| PROBLEM DETAILS |
Extract every line below, verbatim.

| DATA |
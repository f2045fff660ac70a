//! Integration tests for the point-to-point transport against a mock broker.

mod common;

use std::sync::{Arc, Mutex};
use std::time::Duration;

use common::{MockBroker, MockBrokerOptions};
use openwire_client::{TcpTransport, Transport, TransportListener};
use openwire_core::command::{
    Command, ConnectionId, ConnectionInfo, ConsumerId, Destination, Message, MessageDispatch,
    SessionId,
};
use openwire_core::{OpenWireError, WireFormatOptions};

struct CollectingListener {
    commands: Mutex<Vec<Command>>,
    exceptions: Mutex<Vec<String>>,
}

impl CollectingListener {
    fn new() -> Arc<Self> {
        Arc::new(Self {
            commands: Mutex::new(Vec::new()),
            exceptions: Mutex::new(Vec::new()),
        })
    }

    fn commands(&self) -> Vec<Command> {
        self.commands.lock().unwrap().clone()
    }

    fn exceptions(&self) -> Vec<String> {
        self.exceptions.lock().unwrap().clone()
    }
}

impl TransportListener for CollectingListener {
    fn on_command(&self, command: Command) {
        self.commands.lock().unwrap().push(command);
    }

    fn on_exception(&self, error: OpenWireError) {
        self.exceptions.lock().unwrap().push(error.to_string());
    }
}

async fn connect(broker: &MockBroker) -> TcpTransport {
    let transport = TcpTransport::connect(
        &broker.authority(),
        WireFormatOptions::default(),
        Duration::from_secs(5),
        Duration::from_secs(5),
    )
    .await
    .unwrap();
    transport.start().await.unwrap();
    transport
}

#[tokio::test]
async fn test_handshake_and_request_response() {
    let broker = MockBroker::start().await;
    let transport = connect(&broker).await;
    assert!(transport.is_connected());

    let info = ConnectionInfo::new(ConnectionId::new("client-1"));
    let response = transport
        .request(Command::ConnectionInfo(info), Duration::from_secs(5))
        .await
        .unwrap();
    assert!(matches!(response, Command::Response(_)));

    let received = broker.received();
    assert_eq!(received.len(), 1);
    assert!(matches!(received[0].1, Command::ConnectionInfo(_)));

    transport.stop().await.unwrap();
}

#[tokio::test]
async fn test_handshake_with_older_loose_broker() {
    let broker = MockBroker::start_with(MockBrokerOptions {
        wire_format: WireFormatOptions {
            version: 5,
            tight_encoding_enabled: false,
            ..Default::default()
        },
        ..Default::default()
    })
    .await;

    let transport = connect(&broker).await;
    // Negotiation lands on v5/loose; traffic must still flow both ways.
    let info = ConnectionInfo::new(ConnectionId::new("client-loose"));
    let response = transport
        .request(Command::ConnectionInfo(info), Duration::from_secs(5))
        .await
        .unwrap();
    assert!(matches!(response, Command::Response(_)));

    transport.stop().await.unwrap();
}

#[tokio::test]
async fn test_oneway_does_not_wait() {
    let broker = MockBroker::start_with(MockBrokerOptions {
        respond: false,
        ..Default::default()
    })
    .await;
    let transport = connect(&broker).await;

    let message = Message::text(Destination::Queue("q".into()), "fire and forget");
    transport
        .oneway(Command::Message(message))
        .await
        .unwrap();

    broker.wait_for_commands(1, Duration::from_secs(5)).await;
    let received = broker.received();
    match &received[0].1 {
        Command::Message(msg) => assert_eq!(msg.body_text(), Some("fire and forget")),
        other => panic!("unexpected command {}", other.name()),
    }

    transport.stop().await.unwrap();
}

#[tokio::test]
async fn test_request_timeout_against_silent_broker() {
    let broker = MockBroker::start_with(MockBrokerOptions {
        respond: false,
        ..Default::default()
    })
    .await;
    let transport = connect(&broker).await;

    let started = tokio::time::Instant::now();
    let err = transport
        .request(
            Command::ConnectionInfo(ConnectionInfo::new(ConnectionId::new("c"))),
            Duration::from_millis(100),
        )
        .await
        .unwrap_err();
    let elapsed = started.elapsed();

    assert!(matches!(err, OpenWireError::Timeout(_)), "got {:?}", err);
    assert!(elapsed >= Duration::from_millis(100));
    assert!(elapsed < Duration::from_secs(2), "took {:?}", elapsed);

    // The dangling waiter is gone: a second request gets its own response
    // once the broker starts answering again.
    transport.stop().await.unwrap();
}

#[tokio::test]
async fn test_broker_error_propagates_to_requester() {
    let broker = MockBroker::start_with(MockBrokerOptions {
        fail_messages: true,
        ..Default::default()
    })
    .await;
    let transport = connect(&broker).await;

    let message = Message::text(Destination::Queue("denied".into()), "payload");
    let err = transport
        .request(Command::Message(message), Duration::from_secs(5))
        .await
        .unwrap_err();

    match err {
        OpenWireError::Broker {
            exception_class,
            message,
        } => {
            assert_eq!(exception_class, "javax.jms.JMSSecurityException");
            assert!(message.contains("not authorized"));
        }
        other => panic!("expected broker error, got {:?}", other),
    }

    transport.stop().await.unwrap();
}

#[tokio::test]
async fn test_dispatch_routed_to_listener() {
    let broker = MockBroker::start().await;
    let transport = TcpTransport::connect(
        &broker.authority(),
        WireFormatOptions::default(),
        Duration::from_secs(5),
        Duration::from_secs(5),
    )
    .await
    .unwrap();

    let listener = CollectingListener::new();
    transport.set_listener(listener.clone());
    transport.start().await.unwrap();

    let session = SessionId::new(&ConnectionId::new("c"), 1);
    let dispatch = MessageDispatch {
        command_id: 0,
        response_required: false,
        consumer_id: ConsumerId::new(&session, 1),
        destination: Some(Destination::Queue("q".into())),
        message: Some(Box::new(Message::text(
            Destination::Queue("q".into()),
            "delivered",
        ))),
        redelivery_counter: 0,
    };
    broker.broadcast(Command::MessageDispatch(dispatch));

    let deadline = tokio::time::Instant::now() + Duration::from_secs(5);
    loop {
        if !listener.commands().is_empty() {
            break;
        }
        assert!(tokio::time::Instant::now() < deadline, "dispatch never arrived");
        tokio::time::sleep(Duration::from_millis(10)).await;
    }

    match &listener.commands()[0] {
        Command::MessageDispatch(d) => {
            assert_eq!(
                d.message.as_ref().unwrap().body_text(),
                Some("delivered")
            );
        }
        other => panic!("unexpected command {}", other.name()),
    }

    transport.stop().await.unwrap();
}

#[tokio::test]
async fn test_peer_close_fires_exception_listener_once() {
    let broker = MockBroker::start().await;
    let transport = TcpTransport::connect(
        &broker.authority(),
        WireFormatOptions::default(),
        Duration::from_secs(5),
        Duration::from_secs(5),
    )
    .await
    .unwrap();

    let listener = CollectingListener::new();
    transport.set_listener(listener.clone());
    transport.start().await.unwrap();

    broker.kill_connections();

    let deadline = tokio::time::Instant::now() + Duration::from_secs(5);
    loop {
        if !listener.exceptions().is_empty() {
            break;
        }
        assert!(tokio::time::Instant::now() < deadline, "exception never fired");
        tokio::time::sleep(Duration::from_millis(10)).await;
    }
    // Give any duplicate a chance to show up, then check exactly-once.
    tokio::time::sleep(Duration::from_millis(100)).await;
    assert_eq!(listener.exceptions().len(), 1);
    assert!(!transport.is_connected());
}

#[tokio::test]
async fn test_concurrent_requests_each_get_their_answer() {
    let broker = MockBroker::start_with(MockBrokerOptions {
        echo_message_index: true,
        ..Default::default()
    })
    .await;
    let transport = Arc::new(connect(&broker).await);

    let mut handles = Vec::new();
    for i in 0..8 {
        let transport = Arc::clone(&transport);
        handles.push(tokio::spawn(async move {
            let message = Message::text(Destination::Queue("q".into()), format!("msg-{}", i));
            let response = transport
                .request(Command::Message(message), Duration::from_secs(5))
                .await
                .unwrap();
            match response {
                Command::IntegerResponse(r) => assert_eq!(r.result, i),
                other => panic!("unexpected response {}", other.name()),
            }
        }));
    }
    for handle in handles {
        handle.await.unwrap();
    }

    transport.stop().await.unwrap();
}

| ANSWER TO THE PROBLEM |
repository f2045fff660ac70a
//! Integration tests for the point-to-point transport against a mock broker.

mod common;

use std::sync::{Arc, Mutex};
use std::time::Duration;

use common::{MockBroker, MockBrokerOptions};
use openwire_client::{TcpTransport, Transport, TransportListener};
use openwire_core::command::{
    Command, ConnectionId, ConnectionInfo, ConsumerId, Destination, Message, MessageDispatch,
    SessionId,
};
use openwire_core::{OpenWireError, WireFormatOptions};

struct CollectingListener {
    commands: Mutex<Vec<Command>>,
    exceptions: Mutex<Vec<String>>,
}

impl CollectingListener {
    fn new() -> Arc<Self> {
        Arc::new(Self {
            commands: Mutex::new(Vec::new()),
            exceptions: Mutex::new(Vec::new()),
        })
    }

    fn commands(&self) -> Vec<Command> {
        self.commands.lock().unwrap().clone()
    }

    fn exceptions(&self) -> Vec<String> {
        self.exceptions.lock().unwrap().clone()
    }
}

impl TransportListener for CollectingListener {
    fn on_command(&self, command: Command) {
        self.commands.lock().unwrap().push(command);
    }

    fn on_exception(&self, error: OpenWireError) {
        self.exceptions.lock().unwrap().push(error.to_string());
    }
}

async fn connect(broker: &MockBroker) -> TcpTransport {
    let transport = TcpTransport::connect(
        &broker.authority(),
        WireFormatOptions::default(),
        Duration::from_secs(5),
        Duration::from_secs(5),
    )
    .await
    .unwrap();
    transport.start().await.unwrap();
    transport
}

#[tokio::test]
async fn test_handshake_and_request_response() {
    let broker = MockBroker::start().await;
    let transport = connect(&broker).await;
    assert!(transport.is_connected());

    let info = ConnectionInfo::new(ConnectionId::new("client-1"));
    let response = transport
        .request(Command::ConnectionInfo(info), Duration::from_secs(5))
        .await
        .unwrap();
    assert!(matches!(response, Command::Response(_)));

    let received = broker.received();
    assert_eq!(received.len(), 1);
    assert!(matches!(received[0].1, Command::ConnectionInfo(_)));

    transport.stop().await.unwrap();
}

#[tokio::test]
async fn test_handshake_with_older_loose_broker() {
    let broker = MockBroker::start_with(MockBrokerOptions {
        wire_format: WireFormatOptions {
            version: 5,
            tight_encoding_enabled: false,
            ..Default::default()
        },
        ..Default::default()
    })
    .await;

    let transport = connect(&broker).await;
    // Negotiation lands on v5/loose; traffic must still flow both ways.
    let info = ConnectionInfo::new(ConnectionId::new("client-loose"));
    let response = transport
        .request(Command::ConnectionInfo(info), Duration::from_secs(5))
        .await
        .unwrap();
    assert!(matches!(response, Command::Response(_)));

    transport.stop().await.unwrap();
}

#[tokio::test]
async fn test_oneway_does_not_wait() {
    let broker = MockBroker::start_with(MockBrokerOptions {
        respond: false,
        ..Default::default()
    })
    .await;
    let transport = connect(&broker).await;

    let message = Message::text(Destination::Queue("q".into()), "fire and forget");
    transport
        .oneway(Command::Message(message))
        .await
        .unwrap();

    broker.wait_for_commands(1, Duration::from_secs(5)).await;
    let received = broker.received();
    match &received[0].1 {
        Command::Message(msg) => assert_eq!(msg.body_text(), Some("fire and forget")),
        other => panic!("unexpected command {}", other.name()),
    }

    transport.stop().await.unwrap();
}

#[tokio::test]
async fn test_request_timeout_against_silent_broker() {
    let broker = MockBroker::start_with(MockBrokerOptions {
        respond: false,
        ..Default::default()
    })
    .await;
    let transport = connect(&broker).await;

    let started = tokio::time::Instant::now();
    let err = transport
        .request(
            Command::ConnectionInfo(ConnectionInfo::new(ConnectionId::new("c"))),
            Duration::from_millis(100),
        )
        .await
        .unwrap_err();
    let elapsed = started.elapsed();

    assert!(matches!(err, OpenWireError::Timeout(_)), "got {:?}", err);
    assert!(elapsed >= Duration::from_millis(100));
    assert!(elapsed < Duration::from_secs(2), "took {:?}", elapsed);

    // The dangling waiter is gone: a second request gets its own response
    // once the broker starts answering again.
    transport.stop().await.unwrap();
}

#[tokio::test]
async fn test_broker_error_propagates_to_requester() {
    let broker = MockBroker::start_with(MockBrokerOptions {
        fail_messages: true,
        ..Default::default()
    })
    .await;
    let transport = connect(&broker).await;

    let message = Message::text(Destination::Queue("denied".into()), "payload");
    let err = transport
        .request(Command::Message(message), Duration::from_secs(5))
        .await
        .unwrap_err();

    match err {
        OpenWireError::Broker {
            exception_class,
            message,
        } => {
            assert_eq!(exception_class, "javax.jms.JMSSecurityException");
            assert!(message.contains("not authorized"));
        }
        other => panic!("expected broker error, got {:?}", other),
    }

    transport.stop().await.unwrap();
}

#[tokio::test]
async fn test_dispatch_routed_to_listener() {
    let broker = MockBroker::start().await;
    let transport = TcpTransport::connect(
        &broker.authority(),
        WireFormatOptions::default(),
        Duration::from_secs(5),
        Duration::from_secs(5),
    )
    .await
    .unwrap();

    let listener = CollectingListener::new();
    transport.set_listener(listener.clone());
    transport.start().await.unwrap();

    let session = SessionId::new(&ConnectionId::new("c"), 1);
    let dispatch = MessageDispatch {
        command_id: 0,
        response_required: false,
        consumer_id: ConsumerId::new(&session, 1),
        destination: Some(Destination::Queue("q".into())),
        message: Some(Box::new(Message::text(
            Destination::Queue("q".into()),
            "delivered",
        ))),
        redelivery_counter: 0,
    };
    broker.broadcast(Command::MessageDispatch(dispatch));

    let deadline = tokio::time::Instant::now() + Duration::from_secs(5);
    loop {
        if !listener.commands().is_empty() {
            break;
        }
        assert!(tokio::time::Instant::now() < deadline, "dispatch never arrived");
        tokio::time::sleep(Duration::from_millis(10)).await;
    }

    match &listener.commands()[0] {
        Command::MessageDispatch(d) => {
            assert_eq!(
                d.message.as_ref().unwrap().body_text(),
                Some("delivered")
            );
        }
        other => panic!("unexpected command {}", other.name()),
    }

    transport.stop().await.unwrap();
}

#[tokio::test]
async fn test_peer_close_fires_exception_listener_once() {
    let broker = MockBroker::start().await;
    let transport = TcpTransport::connect(
        &broker.authority(),
        WireFormatOptions::default(),
        Duration::from_secs(5),
        Duration::from_secs(5),
    )
    .await
    .unwrap();

    let listener = CollectingListener::new();
    transport.set_listener(listener.clone());
    transport.start().await.unwrap();

    broker.kill_connections();

    let deadline = tokio::time::Instant::now() + Duration::from_secs(5);
    loop {
        if !listener.exceptions().is_empty() {
            break;
        }
        assert!(tokio::time::Instant::now() < deadline, "exception never fired");
        tokio::time::sleep(Duration::from_millis(10)).await;
    }
    // Give any duplicate a chance to show up, then check exactly-once.
    tokio::time::sleep(Duration::from_millis(100)).await;
    assert_eq!(listener.exceptions().len(), 1);
    assert!(!transport.is_connected());
}

#[tokio::test]
async fn test_concurrent_requests_each_get_their_answer() {
    let broker = MockBroker::start_with(MockBrokerOptions {
        echo_message_index: true,
        ..Default::default()
    })
    .await;
    let transport = Arc::new(connect(&broker).await);

    let mut handles = Vec::new();
    for i in 0..8 {
        let transport = Arc::clone(&transport);
        handles.push(tokio::spawn(async move {
            let message = Message::text(Destination::Queue("q".into()), format!("msg-{}", i));
            let response = transport
                .request(Command::Message(message), Duration::from_secs(5))
                .await
                .unwrap();
            match response {
                Command::IntegerResponse(r) => assert_eq!(r.result, i),
                other => panic!("unexpected response {}", other.name()),
            }
        }));
    }
    for handle in handles {
        handle.await.unwrap();
    }

    transport.stop().await.unwrap();
}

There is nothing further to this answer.